Diagnosis
The diagnostic criteria of bronchiectasis in Aboriginal, Torres Strait Islander and Mãori people are exactly the same as in non-Indigenous people. This includes the necessity to perform investigations to exclude underlying causes of bronchiectasis.
Chronic suppurative lung disease and bronchiectasis in Aboriginal patients are common presentations to hospital based and remote care facilities in the Northern Territory.

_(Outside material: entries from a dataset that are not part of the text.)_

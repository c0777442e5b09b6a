//! Corpus loading and composite persistence via the `image` crate.
//!
//! Available when the `image-io` feature is enabled. The library core never
//! touches a codec; everything here converts between files and the owned
//! plane types.

use std::ffi::OsStr;
use std::fs;
use std::path::{Path, PathBuf};

use crate::corpus::{Corpus, CorpusEntry};
use crate::plane::RasterImage;
use crate::trial::sink::{CsvSink, ResultSink, TrialRecord};
use crate::util::{RaincastError, RaincastResult};

/// Suffix a file must carry to join the corpus.
pub const IMAGE_SUFFIX: &str = ".png";

/// Loads and decodes one image as a 4-plane RGBA raster.
pub fn load_raster(path: &Path) -> RaincastResult<RasterImage> {
    let decoded = image::open(path).map_err(|err| RaincastError::ImageRead {
        path: path.to_path_buf(),
        reason: err.to_string(),
    })?;
    let rgba = decoded.to_rgba8();
    RasterImage::from_interleaved_rgba(
        rgba.as_raw(),
        rgba.width() as usize,
        rgba.height() as usize,
    )
}

/// Encodes a composite (colour planes + validity) as an RGBA PNG.
pub fn save_composite(path: &Path, composite: &RasterImage) -> RaincastResult<()> {
    let raw = composite.to_interleaved_rgba()?;
    let buffer = image::RgbaImage::from_raw(
        composite.width() as u32,
        composite.height() as u32,
        raw,
    )
    .ok_or_else(|| RaincastError::OutputWrite {
        path: path.to_path_buf(),
        reason: "buffer does not match geometry".to_string(),
    })?;
    buffer.save(path).map_err(|err| RaincastError::OutputWrite {
        path: path.to_path_buf(),
        reason: err.to_string(),
    })
}

/// Loads the sweep corpus from a directory.
///
/// Files ending in [`IMAGE_SUFFIX`] are taken in lexical order — corpora are
/// expected to use chronologically sortable names. Any undecodable image
/// aborts the load; a partially read corpus would silently skew the sweep.
pub fn load_corpus(dir: &Path) -> RaincastResult<Corpus> {
    let listing = fs::read_dir(dir).map_err(|source| RaincastError::SourceDir {
        path: dir.to_path_buf(),
        source,
    })?;

    let mut paths: Vec<PathBuf> = Vec::new();
    for entry in listing {
        let entry = entry.map_err(|source| RaincastError::SourceDir {
            path: dir.to_path_buf(),
            source,
        })?;
        let path = entry.path();
        let is_image = path
            .file_name()
            .and_then(OsStr::to_str)
            .is_some_and(|name| name.ends_with(IMAGE_SUFFIX));
        if is_image {
            paths.push(path);
        }
    }
    paths.sort();

    let entries = paths
        .into_iter()
        .map(|path| {
            let image = load_raster(&path)?;
            Ok(CorpusEntry { path, image })
        })
        .collect::<RaincastResult<Vec<_>>>()?;
    Corpus::from_entries(entries)
}

/// Filesystem sink: delimited rows plus one PNG per evaluation.
///
/// Images land at `<dest>/<i+1:02>_<i+2:02>/<trial:05>.png`, encoding the
/// triple position and the trial sequence number.
pub struct FsSink {
    rows: CsvSink,
    dest: PathBuf,
}

impl FsSink {
    /// Creates the destination tree and opens the row sink inside it.
    pub fn create(dest_dir: &Path, param_file: &str) -> RaincastResult<Self> {
        fs::create_dir_all(dest_dir).map_err(|source| RaincastError::OutputOpen {
            path: dest_dir.to_path_buf(),
            source,
        })?;
        let rows = CsvSink::create(&dest_dir.join(param_file))?;
        Ok(Self {
            rows,
            dest: dest_dir.to_path_buf(),
        })
    }

    fn image_path(&self, triple_index: usize, trial: u64) -> PathBuf {
        self.dest
            .join(format!("{:02}_{:02}", triple_index + 1, triple_index + 2))
            .join(format!("{trial:05}{IMAGE_SUFFIX}"))
    }
}

impl ResultSink for FsSink {
    fn write_header(&mut self, columns: &[&'static str]) -> RaincastResult<()> {
        self.rows.write_header(columns)
    }

    fn write_row(&mut self, record: &TrialRecord) -> RaincastResult<()> {
        self.rows.write_row(record)
    }

    fn write_image(
        &mut self,
        triple_index: usize,
        trial: u64,
        composite: &RasterImage,
    ) -> RaincastResult<()> {
        let path = self.image_path(triple_index, trial);
        if let Some(parent) = path.parent() {
            fs::create_dir_all(parent).map_err(|err| RaincastError::OutputWrite {
                path: path.clone(),
                reason: err.to_string(),
            })?;
        }
        save_composite(&path, composite)
    }

    fn finalize(&mut self) -> RaincastResult<()> {
        self.rows.finalize()
    }
}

Epidemiological data relating to these diseases exists for the indigenous paediatric population, however, adult data is conspicuously absent.
Early diagnosis and therapeutic intervention are required to
slow down respiratory decline
reduce morbidity and mortality
improve quality of life
optimize the efficient use of health care resources
(TSANZ Bronchiectasis Guidelines)
While the true burden of bronchiectasis in the Top End Aboriginal population remains unknown, it is manifestly significant and disproportionate to non-Indigenous groups.
Challenges to the identification and treatment of bronchiectasis in the Aboriginal population are those of all chronic disease and are related to social disadvantage, increased risk factors for disease both modifiable and not, along with reduced access to health services.
An effective approach to addressing this ‘gap’ between Indigenous and non-Indigenous patients requires consideration of the social determinants of health including:
social gradients
employment
early childhood development
social support networks
addiction
access to healthy food
travel
Australian Aboriginals often represent a vulnerable subgroup of the Australian population with regard to access to health care. Addressing these barriers to health care requires a coordinated approach from health care providers and government, working collaboratively with communities to achieve local healthy living goals. A sustainable approach to addressing the management of chronic lung disease in the top end Indigenous population relies upon further research into the epidemiology of these diseases and the incorporation of lung health interventions into broader strategies to address chronic disease. The goals for the treatment of bronchiectasis in the Australian Indigenous population are not limited to this population, rather they are access to resources and best practice available to all Australians, delivered in a culturally appropriate and sensitive manner.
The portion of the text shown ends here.